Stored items
---
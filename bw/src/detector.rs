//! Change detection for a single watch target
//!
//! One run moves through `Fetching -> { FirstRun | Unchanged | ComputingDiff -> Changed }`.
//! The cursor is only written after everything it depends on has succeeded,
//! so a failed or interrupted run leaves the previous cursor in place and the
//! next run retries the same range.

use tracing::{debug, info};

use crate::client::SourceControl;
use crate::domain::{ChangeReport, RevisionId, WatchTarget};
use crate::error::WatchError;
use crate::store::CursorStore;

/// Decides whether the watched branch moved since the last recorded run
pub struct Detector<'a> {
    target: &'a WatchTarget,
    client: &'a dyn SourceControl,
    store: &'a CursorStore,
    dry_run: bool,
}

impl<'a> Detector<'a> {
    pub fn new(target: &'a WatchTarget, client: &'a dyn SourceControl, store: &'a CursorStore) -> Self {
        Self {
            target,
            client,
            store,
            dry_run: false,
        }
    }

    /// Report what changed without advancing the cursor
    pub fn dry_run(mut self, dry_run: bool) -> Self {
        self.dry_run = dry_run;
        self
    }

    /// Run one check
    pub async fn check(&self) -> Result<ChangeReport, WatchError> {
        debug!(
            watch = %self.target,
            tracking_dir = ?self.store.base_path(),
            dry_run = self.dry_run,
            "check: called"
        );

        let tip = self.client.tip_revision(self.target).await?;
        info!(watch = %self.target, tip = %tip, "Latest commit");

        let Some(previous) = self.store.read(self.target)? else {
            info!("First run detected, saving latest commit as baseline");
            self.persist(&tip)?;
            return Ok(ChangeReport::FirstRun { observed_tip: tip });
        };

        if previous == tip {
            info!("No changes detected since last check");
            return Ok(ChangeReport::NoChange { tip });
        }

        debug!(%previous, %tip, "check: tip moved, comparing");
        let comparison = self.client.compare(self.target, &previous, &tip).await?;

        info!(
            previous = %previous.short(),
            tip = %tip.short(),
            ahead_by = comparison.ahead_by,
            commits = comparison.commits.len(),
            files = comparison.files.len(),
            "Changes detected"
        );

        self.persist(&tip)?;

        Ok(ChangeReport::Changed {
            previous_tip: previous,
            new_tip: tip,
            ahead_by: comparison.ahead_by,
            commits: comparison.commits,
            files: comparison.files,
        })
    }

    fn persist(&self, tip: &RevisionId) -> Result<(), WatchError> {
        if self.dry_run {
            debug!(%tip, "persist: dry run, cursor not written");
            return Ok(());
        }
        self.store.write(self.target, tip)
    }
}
---
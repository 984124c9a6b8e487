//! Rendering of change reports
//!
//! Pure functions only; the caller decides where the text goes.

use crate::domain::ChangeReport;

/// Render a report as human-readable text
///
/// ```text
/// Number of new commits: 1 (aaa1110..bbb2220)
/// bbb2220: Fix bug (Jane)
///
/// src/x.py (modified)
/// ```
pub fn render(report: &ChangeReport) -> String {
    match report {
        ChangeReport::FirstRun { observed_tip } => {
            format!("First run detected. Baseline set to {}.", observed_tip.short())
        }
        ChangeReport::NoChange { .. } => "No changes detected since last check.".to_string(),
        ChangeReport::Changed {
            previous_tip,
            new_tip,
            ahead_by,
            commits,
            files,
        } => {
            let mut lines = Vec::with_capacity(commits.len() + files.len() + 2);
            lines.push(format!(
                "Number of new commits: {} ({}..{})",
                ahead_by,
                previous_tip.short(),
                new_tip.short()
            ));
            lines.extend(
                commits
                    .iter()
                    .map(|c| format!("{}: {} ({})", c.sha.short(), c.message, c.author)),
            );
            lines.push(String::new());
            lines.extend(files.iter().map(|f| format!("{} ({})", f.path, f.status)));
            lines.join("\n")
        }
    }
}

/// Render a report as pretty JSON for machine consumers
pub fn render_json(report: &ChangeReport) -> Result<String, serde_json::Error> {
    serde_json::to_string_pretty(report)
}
---
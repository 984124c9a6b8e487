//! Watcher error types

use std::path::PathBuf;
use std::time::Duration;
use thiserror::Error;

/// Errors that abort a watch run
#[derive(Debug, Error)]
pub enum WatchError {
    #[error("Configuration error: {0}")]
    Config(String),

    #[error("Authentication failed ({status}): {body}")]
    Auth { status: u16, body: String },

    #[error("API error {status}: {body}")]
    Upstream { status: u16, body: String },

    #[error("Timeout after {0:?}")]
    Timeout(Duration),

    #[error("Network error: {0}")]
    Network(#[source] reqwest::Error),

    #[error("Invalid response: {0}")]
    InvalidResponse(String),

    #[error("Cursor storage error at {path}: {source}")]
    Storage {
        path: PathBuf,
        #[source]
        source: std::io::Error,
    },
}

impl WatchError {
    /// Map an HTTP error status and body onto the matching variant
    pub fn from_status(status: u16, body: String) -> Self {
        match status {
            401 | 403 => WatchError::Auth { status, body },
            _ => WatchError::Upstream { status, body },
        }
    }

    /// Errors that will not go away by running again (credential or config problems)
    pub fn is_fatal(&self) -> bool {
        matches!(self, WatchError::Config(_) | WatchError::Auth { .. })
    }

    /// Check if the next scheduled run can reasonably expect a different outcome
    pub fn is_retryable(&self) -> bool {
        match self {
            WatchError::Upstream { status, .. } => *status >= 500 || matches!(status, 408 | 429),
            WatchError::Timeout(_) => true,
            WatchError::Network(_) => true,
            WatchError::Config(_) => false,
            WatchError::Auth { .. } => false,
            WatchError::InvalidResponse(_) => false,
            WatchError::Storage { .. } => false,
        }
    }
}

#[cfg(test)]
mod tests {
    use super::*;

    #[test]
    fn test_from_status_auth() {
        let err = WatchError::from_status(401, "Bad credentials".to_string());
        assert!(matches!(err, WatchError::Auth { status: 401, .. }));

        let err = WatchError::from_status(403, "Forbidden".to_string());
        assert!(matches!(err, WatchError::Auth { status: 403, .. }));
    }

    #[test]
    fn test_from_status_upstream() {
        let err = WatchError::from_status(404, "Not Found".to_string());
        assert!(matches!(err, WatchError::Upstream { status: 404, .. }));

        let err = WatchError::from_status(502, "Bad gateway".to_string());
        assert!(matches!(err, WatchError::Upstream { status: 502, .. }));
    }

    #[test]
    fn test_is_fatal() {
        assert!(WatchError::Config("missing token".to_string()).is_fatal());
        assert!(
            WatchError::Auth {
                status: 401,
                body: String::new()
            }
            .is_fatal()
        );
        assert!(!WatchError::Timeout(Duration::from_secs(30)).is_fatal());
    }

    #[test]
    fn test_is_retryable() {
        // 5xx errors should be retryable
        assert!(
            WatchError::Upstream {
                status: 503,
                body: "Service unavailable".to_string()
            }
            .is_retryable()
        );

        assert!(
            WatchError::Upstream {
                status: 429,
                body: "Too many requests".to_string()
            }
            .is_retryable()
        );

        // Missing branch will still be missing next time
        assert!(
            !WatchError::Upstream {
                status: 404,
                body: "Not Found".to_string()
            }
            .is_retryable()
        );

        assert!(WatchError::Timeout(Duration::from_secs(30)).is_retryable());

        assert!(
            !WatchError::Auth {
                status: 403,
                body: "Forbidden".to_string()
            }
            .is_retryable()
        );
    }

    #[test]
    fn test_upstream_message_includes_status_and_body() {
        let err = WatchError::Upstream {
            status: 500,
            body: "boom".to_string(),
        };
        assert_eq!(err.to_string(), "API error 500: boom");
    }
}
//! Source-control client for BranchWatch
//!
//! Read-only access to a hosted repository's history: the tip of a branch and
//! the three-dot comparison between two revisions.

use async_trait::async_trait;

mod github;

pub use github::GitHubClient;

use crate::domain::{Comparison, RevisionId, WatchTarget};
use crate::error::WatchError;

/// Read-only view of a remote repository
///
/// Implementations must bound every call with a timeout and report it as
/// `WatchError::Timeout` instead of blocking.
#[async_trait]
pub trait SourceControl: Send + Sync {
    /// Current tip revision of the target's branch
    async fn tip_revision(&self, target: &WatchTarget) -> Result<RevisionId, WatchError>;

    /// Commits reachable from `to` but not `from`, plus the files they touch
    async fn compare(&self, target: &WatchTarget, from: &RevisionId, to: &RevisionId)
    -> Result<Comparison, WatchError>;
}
---
Please go through each line of the data and count those that contain the string "compare"; give that number alone.

* [Exercise output]:
2